Saving rainwater is becoming ever more important in the face of global warming and our unusually dry summers...so Barnet Environment Centre in Byng Road has installed a giant water butt to capture and store all it can.
A 4,000-litre storage tank – purchased with the help of a community grant from Waitrose supermarket in the Spires – will now make sure there is enough stored water to top up the centre’s four wildlife ponds and to water new trees and plants.
“Rainwater is so beneficial for our pond life and vegetation, and it means we can reduce our use of mains water, so there is a real environmental payback,” said Dr Tony Pearson who devised the storage system.
“We know there is an increasing shortage of water in Hertfordshire and North London, and we hope to show to the wider community what can be achieved by investing in rainwater harvesting.”
In dry summers the centre needs to top up its four ponds which are one of the most popular attractions when school children tour the nature reserve and are shown the centre’s array of trees and plants.
School visits have just resumed for the spring and summer, and the first group -- a party of 30 seven-year-olds from Hatfield -- were fascinated to try their hand at pond dipping, said Dick Elms, one of the centre’s trustees (above right, with Dr Pearson).
“We let the children scoop into a bucket what they can find in the pond and then they take it to our outdoor laboratory area where they can identify what specimens they have found before making sure they are returned safely to the correct pond.”
The laboratory working areas – created out of wooden pallets and topped with plastic sheeting – are at an ideal working height for children.
“The children from Hatfield were fascinated to find in their trays two types of newts and some water snails and as the spring progresses there will be much more to see – water boatmen as well as the nymphs of dragon fly. We even get leeches in one of the ponds.”
Dr Pearson, who helps to maintain the ponds, said that by eliminating tap water they hope to make them even more attractive to invertebrates and other wildlife.
One of the features which he has created are small floating rafts of plants. “Water creatures can go under these rafts, into the roots, and this provides an ideal habitat, but we do have to work hard to ensure the water is always of the right quality.
“The trouble with using tap water is that it contains nitrates which encourage green algae and duck weed. This can end up with weed blanketing the surface of the water which can deprive aquatic life of oxygen.
“Another bonus from switching to rainwater is that it is better for saplings and young trees as the phosphates in tap water tend to inhibit fungus growth.”
Another popular attraction for children is the environment centre’s hibernaculum – a specially created hibernation zone for newts, centipedes, millipedes, beetles, worms and so on.

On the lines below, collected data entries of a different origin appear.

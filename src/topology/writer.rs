//! Topology document serialization.

use color_eyre::eyre::WrapErr;
use color_eyre::Result;
use log::info;
use std::borrow::Cow;
use std::fmt::Write as _;
use std::fs;
use std::path::Path;

use super::types::EdgeDevices;

/// Default output file name, relative to the working directory
pub const DEFAULT_OUTPUT: &str = "edge_devices.xml";

/// Declaration written ahead of the document
pub const XML_DECLARATION: &str = "<?xml version='1.0' encoding='us-ascii'?>\n";

/// Serialize the document: declaration, then the compact document with no
/// trailing newline. Empty elements are written as `<name />`, and non-ASCII
/// text becomes decimal character references so the output matches its
/// us-ascii declaration.
pub fn to_xml_string(doc: &EdgeDevices) -> Result<String> {
    let body = quick_xml::se::to_string(doc).wrap_err("Failed to serialize edge devices")?;
    let body = spaced_empty_tags(&body);

    let mut xml = String::with_capacity(XML_DECLARATION.len() + body.len());
    xml.push_str(XML_DECLARATION);
    xml.push_str(&ascii_char_refs(&body));
    Ok(xml)
}

/// Write the document to `path`, replacing any existing file
pub fn write_topology(doc: &EdgeDevices, path: &Path) -> Result<()> {
    let xml = to_xml_string(doc)?;
    fs::write(path, xml.as_bytes())
        .wrap_err_with(|| format!("Failed to write topology to '{}'", path.display()))?;
    info!(
        "Wrote {} datacenters ({} bytes) to {:?}",
        doc.datacenters.len(),
        xml.len(),
        path
    );
    Ok(())
}

/// Rewrite `<name/>` as `<name />`, leaving attribute values untouched
fn spaced_empty_tags(xml: &str) -> Cow<'_, str> {
    if !xml.contains("/>") {
        return Cow::Borrowed(xml);
    }
    let mut out = String::with_capacity(xml.len() + 64);
    let mut in_tag = false;
    let mut quote: Option<char> = None;
    let mut chars = xml.chars().peekable();
    while let Some(c) = chars.next() {
        match (in_tag, quote, c) {
            (_, Some(q), _) if c == q => quote = None,
            (_, Some(_), _) => {}
            (false, None, '<') => in_tag = true,
            (true, None, '"') | (true, None, '\'') => quote = Some(c),
            (true, None, '>') => in_tag = false,
            (true, None, '/') if chars.peek() == Some(&'>') && !out.ends_with(' ') => {
                out.push(' ');
            }
            _ => {}
        }
        out.push(c);
    }
    Cow::Owned(out)
}

fn ascii_char_refs(text: &str) -> Cow<'_, str> {
    if text.is_ascii() {
        return Cow::Borrowed(text);
    }
    let mut out = String::with_capacity(text.len() + 16);
    for c in text.chars() {
        if c.is_ascii() {
            out.push(c);
        } else {
            // Writing to a String cannot fail
            let _ = write!(out, "&#{};", c as u32);
        }
    }
    Cow::Owned(out)
}
//! # EdgeGrid - Topology generator for edge computing simulations
//!
//! This library generates the `edge_devices.xml` topology consumed by edge
//! computing simulators, with edge datacenters placed on a regular grid, and
//! keeps the simulator's `default_config.properties` area size in step with
//! the generated grid.
//!
//! ## Layouts
//!
//! - **Rectangle**: an X by Y kilometer area with a fixed number of edge
//!   devices per kilometer on both axes.
//! - **Square**: a target device count on a target area; the grid side is
//!   the rounded square root of the count.
//!
//! In both layouts devices are spread with uniform spacing and kept half a
//! spacing away from the area boundary. Each device becomes a datacenter
//! holding identical hosts, each holding identical VMs.
//!
//! ## Architecture
//!
//! - `config`: Type-safe configuration structures, presets and YAML parsing
//! - `config_loader`: Configuration file loading and preset selection
//! - `topology`: Grid math, document types, emission, output and checks
//! - `properties`: In-place patching of the simulator properties file
//! - `utils`: Validation outcomes shared by the consistency checks
//! - `orchestrator`: A full generation run
//!
//! ## Example Usage
//!
//! ```rust,no_run
//! use edgegrid::{config::Config, orchestrator};
//!
//! let config = Config::rectangle_preset();
//! let report = orchestrator::generate(&config, &orchestrator::GenerateOptions::default())?;
//! assert_eq!(report.datacenters, 90);
//! # Ok::<(), color_eyre::eyre::Error>(())
//! ```
//!
//! ## Configuration Format
//!
//! ```yaml
//! layout:
//!   type: rectangle        # or: square
//!   x_size_km: 5
//!   y_size_km: 2
//!   edge_devices_per_km: 3
//! datacenter:
//!   arch: "x86"
//!   os: "Linux"
//!   vmm: "Xen"
//!   cost_per_sec: "3.0"
//! hosts_per_edge_device: 1
//! host: { core: "8", mips: "4000", ram: "8000", storage: "200000" }
//! vms_per_host: 2
//! vm: { vmm: "Xen", core: "2", mips: "1000", ram: "2000", storage: "50000" }
//! ```
//!
//! ## Error Handling
//!
//! Application-level functions return `color_eyre::Result`. Module-level
//! failures are `thiserror` enums, and non-fatal findings are reported as
//! [`utils::Validation`] values.

pub mod config;
pub mod config_loader;
pub mod orchestrator;
pub mod properties;
pub mod topology;
pub mod utils;
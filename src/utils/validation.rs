//! Validation outcomes.
//!
//! Consistency checks in this crate report through [`Validation`] instead of
//! printing: the caller decides whether a warning is acceptable, and tests can
//! assert on the outcome directly.

use std::fmt;

/// Outcome of a single consistency check
#[derive(Debug, Clone, PartialEq, Eq)]
pub enum Validation {
    /// The check passed
    Ok,
    /// The check found something unexpected; generation may continue
    Warning(String),
    /// The check found a defect; generation must stop
    Fatal(String),
}

impl Validation {
    pub fn is_ok(&self) -> bool {
        matches!(self, Validation::Ok)
    }

    pub fn is_warning(&self) -> bool {
        matches!(self, Validation::Warning(_))
    }

    pub fn is_fatal(&self) -> bool {
        matches!(self, Validation::Fatal(_))
    }

    /// Message carried by a warning or fatal outcome
    pub fn message(&self) -> Option<&str> {
        match self {
            Validation::Ok => None,
            Validation::Warning(msg) | Validation::Fatal(msg) => Some(msg),
        }
    }

    /// Promote warnings to fatal outcomes when `strict` is set
    ///
    /// # Examples
    /// ```
    /// use edgegrid::utils::validation::Validation;
    ///
    /// let warning = Validation::Warning("close enough".to_string());
    /// assert!(warning.clone().escalate(false).is_warning());
    /// assert!(warning.escalate(true).is_fatal());
    /// assert!(Validation::Ok.escalate(true).is_ok());
    /// ```
    pub fn escalate(self, strict: bool) -> Validation {
        match self {
            Validation::Warning(msg) if strict => Validation::Fatal(msg),
            other => other,
        }
    }

    /// Log the outcome at the matching level
    pub fn log(&self) {
        match self {
            Validation::Ok => {}
            Validation::Warning(msg) => log::warn!("{}", msg),
            Validation::Fatal(msg) => log::error!("{}", msg),
        }
    }
}

impl fmt::Display for Validation {
    fn fmt(&self, f: &mut fmt::Formatter<'_>) -> fmt::Result {
        match self {
            Validation::Ok => write!(f, "ok"),
            Validation::Warning(msg) => write!(f, "warning: {}", msg),
            Validation::Fatal(msg) => write!(f, "fatal: {}", msg),
        }
    }
}

/// Combine several outcomes, keeping the most severe one
pub fn most_severe<I>(outcomes: I) -> Validation
where
    I: IntoIterator<Item = Validation>,
{
    let mut worst = Validation::Ok;
    for outcome in outcomes {
        match (&worst, &outcome) {
            (Validation::Fatal(_), _) => {}
            (_, Validation::Fatal(_)) => worst = outcome,
            (Validation::Ok, Validation::Warning(_)) => worst = outcome,
            _ => {}
        }
    }
    worst
}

Upended sections of tree trunk placed over the ground provide plenty of protection from frost and predators.
Mr Elms says the success of the hibernaculum reflects the strong biodiversity of the nature reserve. He pointed out small newts – some only 2cm long – which had taken refuge under the tree stumps.
Every Monday afternoon working parties of volunteers – often of ten, 15 or even more – are busy cutting back undergrowth where it might impede access round the nature reserve.
A rubberised footpath around the perimeter was installed last year and it allows wheelchair users and people with disabilities and limited mobility the chance to visit a highly popular nature trail.
The nature reserve is part of the Noah’s Ark Children’s Hospice and the new perimeter path – together with a new children’s sensory walk within the hospice’s enclosed garden – have both been funded by a donation from the Hadley Trust.
Offering safe and easy access, the path has seven pause and ponder points with benches where people, children and carers can sit and enjoy highlights such as the whispering wood or the four ponds with their wide range of invertebrates.